With the help of a $570,000 grant from the National Institutes of Health, College of Health Professions and Sciences researcher and Assistant Professor of Communication Sciences and Disorders Lauren Bislick is exploring alternative, cost-effective practice opportunities to help people with post-stroke AOS continue speech rehabilitation beyond treatment usually available in an outpatient, clinical setting.

Those who experience post-stroke AOS traditionally receive one-on-one speech therapy in an in-person session, often two days a week for 50 minutes, to help them regain or improve verbal expression. Research shows stroke survivors with AOS respond positively to this protocol, but an extensive amount of practice is needed to drive lasting change.

However, intensive or ongoing speech therapy isn’t always feasible due to financial, time and insurance restraints. Burdens like the cost of services, travel time to and from clinics, and limited insurance-covered sessions make it difficult for those affected by post-stroke AOS to continue long-term speech therapy. As a result, many people discontinue care and fall short of their communication goals.

“Recovery for patients following a stroke is not like healing a broken arm or leg,” Bislick says. “Different types of therapies are often necessary, and recovery timeframes can be extensive and continue well beyond what insurance allows.”

To address this problem, Bislick and her team will develop and assess a home practice protocol that utilizes motor imagery practices called Motor Imagery for Treatment Enhancement and Efficacy, or MI-TEE. “When I started combing through the literature, I realized there’s a lot of evidence for motor imagery support in training athletes and the rehabilitation of limb-related injuries, but almost nothing has been done in speech rehabilitation,” Bislick says. MI-TEE will serve as an accessible and practical tool that can accompany traditional speech therapy for stroke survivors and others by providing them the tools to further practice their speech skills outside the clinic through an at-home program.

The treatment, individually curated for each patient, will present sounds and images of target words, prompting the patient to imagine speaking each word in their mind. In previous studies, motor imagery practice has shown to help rehabilitation by engaging neural networks that support motor execution – including those involved in speech – priming the brain for the physical act.

The grant will fund the rehabilitation of 18 patients participating in the 8 ½-week program. Nine of these patients will receive a combination of traditional speech therapy, comprising of three weekly 50-minute sessions and MI-TEE for 8 ½ weeks. The remaining nine patients will receive traditional speech therapy for the first five weeks, followed by a combination of traditional speech therapy and MI-TEE for the last 3 ½ weeks.

The research is scheduled to begin Spring 2024.

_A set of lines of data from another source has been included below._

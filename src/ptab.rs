//! # Primary table
//!
//! The primary table stores one dictionary code per base pair. Codes are bit-packed
//! LSB-first: sample `i` occupies stream bits `[i * w, (i + 1) * w)`, and stream bit `k`
//! lives in byte `k / 8` at bit `k % 8`. The last byte is zero padded.
//!
//! Since a code is at most 16 bits wide and starts at most 7 bits into a byte, every code
//! fits in a 3-byte window, which is what [`read_code`] loads.

use std::sync::Arc;

use crate::dict::MAX_CODE_WIDTH;
use crate::error::{ReadError, Result};
use crate::stream::ByteStream;

/// Number of bytes needed to pack `samples` codes of `width` bits
#[must_use]
pub fn packed_len(samples: u64, width: u32) -> u64 {
    (samples * u64::from(width)).div_ceil(8)
}

/// Extracts the code starting at stream bit `bit`
///
/// Bytes past the end of `data` read as zero.
#[inline]
#[must_use]
pub fn read_code(data: &[u8], bit: usize, width: u32) -> u32 {
    let byte = bit / 8;
    let mut window = 0u32;
    for (i, b) in data.iter().skip(byte).take(3).enumerate() {
        window |= u32::from(*b) << (8 * i);
    }
    (window >> (bit % 8)) & ((1 << width) - 1)
}

/// Unpacks `out.len()` codes, the first one starting at stream bit `first_bit`
pub fn unpack_into(data: &[u8], first_bit: usize, width: u32, out: &mut [u32]) {
    let width_bits = width as usize;
    for (i, code) in out.iter_mut().enumerate() {
        *code = read_code(data, first_bit + i * width_bits, width);
    }
}

/// Packs a slice of codes into a new buffer
#[must_use]
pub fn pack(codes: &[u32], width: u32) -> Vec<u8> {
    let mut packer = BitPacker::new(width);
    for &code in codes {
        packer.push(code);
    }
    packer.finish()
}

/// Streaming LSB-first bit packer
///
/// Complete bytes accumulate in an output buffer that the caller drains with
/// [`BitPacker::take_bytes`]. Partial bytes stay in the accumulator until
/// [`BitPacker::finish`].
#[derive(Debug)]
pub struct BitPacker {
    width: u32,
    acc: u32,
    acc_bits: u32,
    out: Vec<u8>,
}
impl BitPacker {
    /// Creates a packer for codes of `width` bits (1 to 16)
    #[must_use]
    pub fn new(width: u32) -> Self {
        debug_assert!((1..=MAX_CODE_WIDTH).contains(&width));
        Self {
            width,
            acc: 0,
            acc_bits: 0,
            out: Vec::new(),
        }
    }

    #[must_use]
    pub fn width(&self) -> u32 {
        self.width
    }

    /// Appends one code
    #[inline]
    pub fn push(&mut self, code: u32) {
        self.acc |= (code & ((1 << self.width) - 1)) << self.acc_bits;
        self.acc_bits += self.width;
        while self.acc_bits >= 8 {
            self.out.push(self.acc as u8);
            self.acc >>= 8;
            self.acc_bits -= 8;
        }
    }

    /// Appends `count` copies of one code
    ///
    /// Once the stream is byte aligned, eight codes fill exactly `width` bytes, so the
    /// bulk of the run is emitted as repeated `width`-byte blocks.
    pub fn push_repeat(&mut self, code: u32, mut count: u64) {
        while count > 0 && self.acc_bits != 0 {
            self.push(code);
            count -= 1;
        }
        if count >= 8 {
            let mut block = BitPacker::new(self.width);
            for _ in 0..8 {
                block.push(code);
            }
            let blocks = count / 8;
            self.out.reserve((blocks * u64::from(self.width)) as usize);
            for _ in 0..blocks {
                self.out.extend_from_slice(&block.out);
            }
            count %= 8;
        }
        for _ in 0..count {
            self.push(code);
        }
    }

    /// Number of complete bytes waiting in the output buffer
    #[must_use]
    pub fn pending(&self) -> usize {
        self.out.len()
    }

    /// Drains the complete bytes packed so far
    pub fn take_bytes(&mut self) -> Vec<u8> {
        std::mem::take(&mut self.out)
    }

    /// Flushes the partial byte and returns all remaining bytes
    #[must_use]
    pub fn finish(mut self) -> Vec<u8> {
        if self.acc_bits > 0 {
            self.out.push(self.acc as u8);
        }
        self.out
    }
}

/// Read view over the primary table chunk
#[derive(Clone)]
pub struct PrimaryTable {
    stream: Arc<dyn ByteStream>,

    /// Absolute offset of the chunk payload
    offset: u64,

    width: u32,
}
impl PrimaryTable {
    /// Wraps the primary table payload at `offset`
    ///
    /// # Errors
    ///
    /// Returns [`ReadError::PrimarySizeMismatch`] if `len` disagrees with
    /// `total_samples` at the given width.
    pub fn new(
        stream: Arc<dyn ByteStream>,
        offset: u64,
        len: u64,
        width: u32,
        total_samples: u64,
    ) -> Result<Self> {
        let expected = packed_len(total_samples, width);
        if len != expected {
            return Err(ReadError::PrimarySizeMismatch { expected, got: len }.into());
        }
        Ok(Self {
            stream,
            offset,
            width,
        })
    }

    #[must_use]
    pub fn bit_width(&self) -> u32 {
        self.width
    }

    /// Decodes the codes of virtual positions `[start, start + out.len())`
    pub fn read_codes(&self, start: u64, out: &mut [u32]) -> Result<()> {
        if out.is_empty() {
            return Ok(());
        }
        let width = u64::from(self.width);
        let first_bit = start * width;
        let end_bit = (start + out.len() as u64) * width;
        let first_byte = first_bit / 8;
        let end_byte = end_bit.div_ceil(8);

        let data = self
            .stream
            .read_vec(self.offset + first_byte, (end_byte - first_byte) as usize)?;
        unpack_into(&data, (first_bit % 8) as usize, self.width, out);
        Ok(())
    }
}

#[cfg(test)]
mod testing {
    use rand::rngs::SmallRng;
    use rand::{Rng, SeedableRng};

    use super::*;

    #[test]
    fn test_lsb_first_layout() {
        // 3-bit codes 1, 2, 7 -> bits 001 010 111 from the LSB
        let bytes = pack(&[1, 2, 7], 3);
        assert_eq!(bytes, vec![0b1101_0001, 0b0000_0001]);
        assert_eq!(packed_len(3, 3), 2);
    }

    #[test]
    fn test_all_widths() {
        let mut rng = SmallRng::seed_from_u64(42);
        for width in 1..=16u32 {
            let mask = (1u32 << width) - 1;
            let codes: Vec<u32> = (0..1000).map(|_| rng.random::<u32>() & mask).collect();
            let bytes = pack(&codes, width);
            assert_eq!(bytes.len() as u64, packed_len(1000, width));

            let mut decoded = vec![0; codes.len()];
            unpack_into(&bytes, 0, width, &mut decoded);
            assert_eq!(decoded, codes, "width {width}");

            // Unaligned sub-range
            let mut part = vec![0; 17];
            let start = 333;
            unpack_into(&bytes, start * width as usize, width, &mut part);
            assert_eq!(part, codes[start..start + 17]);
        }
    }

    #[test]
    fn test_repeat_matches_push() {
        for width in [1, 3, 5, 8, 11, 16] {
            let code = (1 << width) - 2;
            let mut bulk = BitPacker::new(width);
            bulk.push(1);
            bulk.push_repeat(code, 1001);
            bulk.push(0);

            let mut single = BitPacker::new(width);
            single.push(1);
            for _ in 0..1001 {
                single.push(code);
            }
            single.push(0);
            assert_eq!(bulk.finish(), single.finish(), "width {width}");
        }
    }

    #[test]
    fn test_take_bytes() {
        let mut packer = BitPacker::new(4);
        packer.push(0xA);
        assert_eq!(packer.pending(), 0);
        packer.push(0x5);
        assert_eq!(packer.take_bytes(), vec![0x5A]);
        packer.push(0xF);
        assert_eq!(packer.finish(), vec![0x0F]);
    }

    #[test]
    fn test_primary_table_read() -> Result<()> {
        let codes: Vec<u32> = (0..100).map(|i| i % 8).collect();
        let bytes = pack(&codes, 3);
        let mut payload = vec![0xEE; 5];
        payload.extend_from_slice(&bytes);

        let len = bytes.len() as u64;
        let table = PrimaryTable::new(Arc::new(payload), 5, len, 3, 100)?;
        let mut out = vec![0; 10];
        table.read_codes(41, &mut out)?;
        assert_eq!(out, codes[41..51]);

        assert!(PrimaryTable::new(Arc::new(Vec::new()), 0, 3, 3, 100).is_err());
        Ok(())
    }
}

“The goal of this research is to produce a low-cost, evidence-based speech rehabilitation tool that can bolster treatment in between sessions and beyond and be used by a large portion of the AOS-affected population,” Bislick says. “We want to create something that speech language pathologists in the field are comfortable using, and we want to give people the ability to continue therapy regardless of insurance, time or financial restrictions.”

Bislick’s grant provides funding for three years from the NIH’s National Institute on Deafness and Other Communication Disorders. She is collaborating with Professors Debbie Hahs-Vaugh and Audra Skukauskaite in the College of Community Innovation and Education.

Bislick is the director of the Aphasia and Related Conditions Research Lab and the Aphasia House, a program that delivers multi-week intensive therapy for those affected by aphasia. She is a certified speech language pathologist and brain injury specialist. Bislick was also recently named as the recipient of the 2023 Tavistock Trust for Aphasia Distinguished Scholar Award for her research and service contributions focused on enhancing the quality of life for people with aphasia.